▸ Brief
Scan the entries for the word "trim", and copy every line where it appears.

--- Available data ---

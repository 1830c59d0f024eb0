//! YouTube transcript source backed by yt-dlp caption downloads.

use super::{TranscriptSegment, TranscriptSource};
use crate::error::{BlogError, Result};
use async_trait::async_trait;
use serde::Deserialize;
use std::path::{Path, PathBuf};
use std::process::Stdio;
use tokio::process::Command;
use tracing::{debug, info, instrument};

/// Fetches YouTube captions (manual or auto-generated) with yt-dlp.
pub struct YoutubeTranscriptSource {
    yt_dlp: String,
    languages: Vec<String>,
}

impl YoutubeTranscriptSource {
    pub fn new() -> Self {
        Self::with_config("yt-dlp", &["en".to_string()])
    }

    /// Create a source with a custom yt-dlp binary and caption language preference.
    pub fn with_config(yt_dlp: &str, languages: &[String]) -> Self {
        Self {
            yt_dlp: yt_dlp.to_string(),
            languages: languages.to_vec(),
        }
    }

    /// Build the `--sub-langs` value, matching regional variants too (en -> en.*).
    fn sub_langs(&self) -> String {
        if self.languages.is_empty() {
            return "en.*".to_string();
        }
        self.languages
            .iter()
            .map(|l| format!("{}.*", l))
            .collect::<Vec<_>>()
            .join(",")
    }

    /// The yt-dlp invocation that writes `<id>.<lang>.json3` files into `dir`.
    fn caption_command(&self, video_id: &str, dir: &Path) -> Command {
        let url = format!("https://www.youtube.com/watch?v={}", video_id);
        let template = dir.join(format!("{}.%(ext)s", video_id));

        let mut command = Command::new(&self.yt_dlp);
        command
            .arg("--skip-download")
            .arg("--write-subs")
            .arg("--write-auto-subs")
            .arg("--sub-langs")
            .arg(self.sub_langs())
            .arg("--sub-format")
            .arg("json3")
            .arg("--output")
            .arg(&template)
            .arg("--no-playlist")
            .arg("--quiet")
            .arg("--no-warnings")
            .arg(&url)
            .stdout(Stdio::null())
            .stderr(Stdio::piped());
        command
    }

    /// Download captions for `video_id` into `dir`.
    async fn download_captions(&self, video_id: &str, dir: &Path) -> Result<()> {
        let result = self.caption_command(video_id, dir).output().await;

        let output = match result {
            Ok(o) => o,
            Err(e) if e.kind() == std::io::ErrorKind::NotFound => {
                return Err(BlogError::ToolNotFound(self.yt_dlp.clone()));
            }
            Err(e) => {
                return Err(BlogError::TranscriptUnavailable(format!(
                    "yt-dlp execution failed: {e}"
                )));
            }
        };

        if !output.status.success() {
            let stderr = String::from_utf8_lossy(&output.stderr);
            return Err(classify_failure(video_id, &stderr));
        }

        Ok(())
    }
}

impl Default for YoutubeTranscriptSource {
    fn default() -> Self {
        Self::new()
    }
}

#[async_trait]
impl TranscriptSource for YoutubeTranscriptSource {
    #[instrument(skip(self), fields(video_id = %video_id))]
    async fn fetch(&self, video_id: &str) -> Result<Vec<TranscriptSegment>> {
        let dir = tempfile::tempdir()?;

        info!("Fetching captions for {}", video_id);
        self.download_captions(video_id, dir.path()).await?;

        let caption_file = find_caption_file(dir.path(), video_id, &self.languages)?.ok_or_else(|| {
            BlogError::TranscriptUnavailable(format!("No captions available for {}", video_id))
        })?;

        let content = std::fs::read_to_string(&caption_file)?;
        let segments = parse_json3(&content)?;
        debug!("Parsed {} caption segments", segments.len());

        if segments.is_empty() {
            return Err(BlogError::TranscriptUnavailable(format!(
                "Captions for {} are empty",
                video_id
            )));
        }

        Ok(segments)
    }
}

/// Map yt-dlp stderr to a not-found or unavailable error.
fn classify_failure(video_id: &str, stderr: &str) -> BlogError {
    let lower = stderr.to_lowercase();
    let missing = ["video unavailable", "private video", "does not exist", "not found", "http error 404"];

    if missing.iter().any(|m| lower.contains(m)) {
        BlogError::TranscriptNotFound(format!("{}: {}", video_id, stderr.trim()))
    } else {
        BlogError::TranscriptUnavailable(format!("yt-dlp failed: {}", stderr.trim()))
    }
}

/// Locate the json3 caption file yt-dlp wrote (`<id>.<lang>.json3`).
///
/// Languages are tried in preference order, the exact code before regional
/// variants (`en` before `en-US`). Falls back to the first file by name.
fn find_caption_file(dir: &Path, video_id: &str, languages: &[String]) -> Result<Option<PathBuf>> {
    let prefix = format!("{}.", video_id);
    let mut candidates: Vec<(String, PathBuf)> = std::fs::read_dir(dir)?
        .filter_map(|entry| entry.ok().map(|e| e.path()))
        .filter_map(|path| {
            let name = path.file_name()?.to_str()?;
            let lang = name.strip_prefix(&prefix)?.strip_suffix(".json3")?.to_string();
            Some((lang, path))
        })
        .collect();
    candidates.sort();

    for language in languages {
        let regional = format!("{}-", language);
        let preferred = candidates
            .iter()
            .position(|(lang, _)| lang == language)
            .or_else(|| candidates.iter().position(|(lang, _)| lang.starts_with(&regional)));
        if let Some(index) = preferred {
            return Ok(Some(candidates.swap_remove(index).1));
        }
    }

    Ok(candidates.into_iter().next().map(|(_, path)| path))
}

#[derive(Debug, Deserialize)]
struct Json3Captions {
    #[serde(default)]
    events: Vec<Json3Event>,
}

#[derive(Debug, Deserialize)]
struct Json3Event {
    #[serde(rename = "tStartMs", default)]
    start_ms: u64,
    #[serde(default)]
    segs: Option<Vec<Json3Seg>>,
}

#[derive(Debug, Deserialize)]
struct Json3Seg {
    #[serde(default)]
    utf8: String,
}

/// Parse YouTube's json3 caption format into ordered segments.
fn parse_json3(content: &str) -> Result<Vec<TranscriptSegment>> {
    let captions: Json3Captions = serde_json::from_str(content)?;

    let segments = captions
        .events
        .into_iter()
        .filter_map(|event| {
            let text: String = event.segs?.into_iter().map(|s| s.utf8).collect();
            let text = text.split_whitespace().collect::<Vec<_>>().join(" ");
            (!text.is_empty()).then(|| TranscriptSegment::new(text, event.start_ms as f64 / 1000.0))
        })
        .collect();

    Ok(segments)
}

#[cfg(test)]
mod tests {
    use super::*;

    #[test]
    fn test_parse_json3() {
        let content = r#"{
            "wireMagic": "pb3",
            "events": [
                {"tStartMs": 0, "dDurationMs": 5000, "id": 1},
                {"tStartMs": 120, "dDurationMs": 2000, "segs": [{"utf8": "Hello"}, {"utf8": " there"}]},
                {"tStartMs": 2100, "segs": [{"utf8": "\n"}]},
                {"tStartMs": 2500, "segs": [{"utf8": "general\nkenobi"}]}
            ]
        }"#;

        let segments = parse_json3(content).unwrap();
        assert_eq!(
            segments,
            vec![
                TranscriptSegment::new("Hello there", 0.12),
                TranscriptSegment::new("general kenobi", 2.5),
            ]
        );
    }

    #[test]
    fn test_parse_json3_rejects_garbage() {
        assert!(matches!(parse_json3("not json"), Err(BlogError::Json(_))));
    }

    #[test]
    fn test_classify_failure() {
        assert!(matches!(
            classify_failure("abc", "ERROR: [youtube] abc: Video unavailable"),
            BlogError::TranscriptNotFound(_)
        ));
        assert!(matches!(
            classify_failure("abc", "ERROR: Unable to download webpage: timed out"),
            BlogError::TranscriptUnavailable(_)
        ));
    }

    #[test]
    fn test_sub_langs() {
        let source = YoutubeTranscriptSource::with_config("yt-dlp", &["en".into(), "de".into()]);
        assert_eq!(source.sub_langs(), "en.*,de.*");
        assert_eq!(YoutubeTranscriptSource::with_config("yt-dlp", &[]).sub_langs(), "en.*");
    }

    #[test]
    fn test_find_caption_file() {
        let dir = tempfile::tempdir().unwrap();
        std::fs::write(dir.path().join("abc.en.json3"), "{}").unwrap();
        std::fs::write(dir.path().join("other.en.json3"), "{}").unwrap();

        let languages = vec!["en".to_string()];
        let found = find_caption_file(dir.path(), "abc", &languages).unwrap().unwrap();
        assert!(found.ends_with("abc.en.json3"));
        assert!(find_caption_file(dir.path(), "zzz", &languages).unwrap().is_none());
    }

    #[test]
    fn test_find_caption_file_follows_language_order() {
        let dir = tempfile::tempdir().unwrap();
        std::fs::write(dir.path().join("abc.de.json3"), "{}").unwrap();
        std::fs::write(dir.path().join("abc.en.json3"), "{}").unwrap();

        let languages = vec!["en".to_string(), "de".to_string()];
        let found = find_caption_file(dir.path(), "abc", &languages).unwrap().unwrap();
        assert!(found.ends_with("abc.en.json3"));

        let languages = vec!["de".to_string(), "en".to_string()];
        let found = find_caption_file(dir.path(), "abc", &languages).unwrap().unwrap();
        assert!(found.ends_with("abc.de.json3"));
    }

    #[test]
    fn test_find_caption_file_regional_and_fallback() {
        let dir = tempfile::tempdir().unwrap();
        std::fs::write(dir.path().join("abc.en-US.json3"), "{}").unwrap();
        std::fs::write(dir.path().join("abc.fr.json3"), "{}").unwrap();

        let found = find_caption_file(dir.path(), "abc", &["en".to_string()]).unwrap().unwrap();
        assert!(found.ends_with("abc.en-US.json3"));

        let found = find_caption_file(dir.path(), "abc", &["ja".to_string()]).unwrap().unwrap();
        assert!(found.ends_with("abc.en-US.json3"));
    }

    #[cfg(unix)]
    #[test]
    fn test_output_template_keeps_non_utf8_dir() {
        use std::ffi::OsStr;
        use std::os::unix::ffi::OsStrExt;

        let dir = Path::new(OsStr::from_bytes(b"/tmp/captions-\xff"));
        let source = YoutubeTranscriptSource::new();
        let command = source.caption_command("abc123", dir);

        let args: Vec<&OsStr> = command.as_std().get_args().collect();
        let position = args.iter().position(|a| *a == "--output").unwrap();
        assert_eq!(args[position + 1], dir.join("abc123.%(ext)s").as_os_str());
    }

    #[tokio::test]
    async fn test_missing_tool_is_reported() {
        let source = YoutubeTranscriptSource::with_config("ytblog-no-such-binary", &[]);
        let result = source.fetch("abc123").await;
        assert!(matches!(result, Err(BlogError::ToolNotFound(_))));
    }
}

---

▸ Response area
        BlogError::TranscriptNotFound(format!("{}: {}", video_id, stderr.trim()))
        BlogError::TranscriptUnavailable(format!("yt-dlp failed: {}", stderr.trim()))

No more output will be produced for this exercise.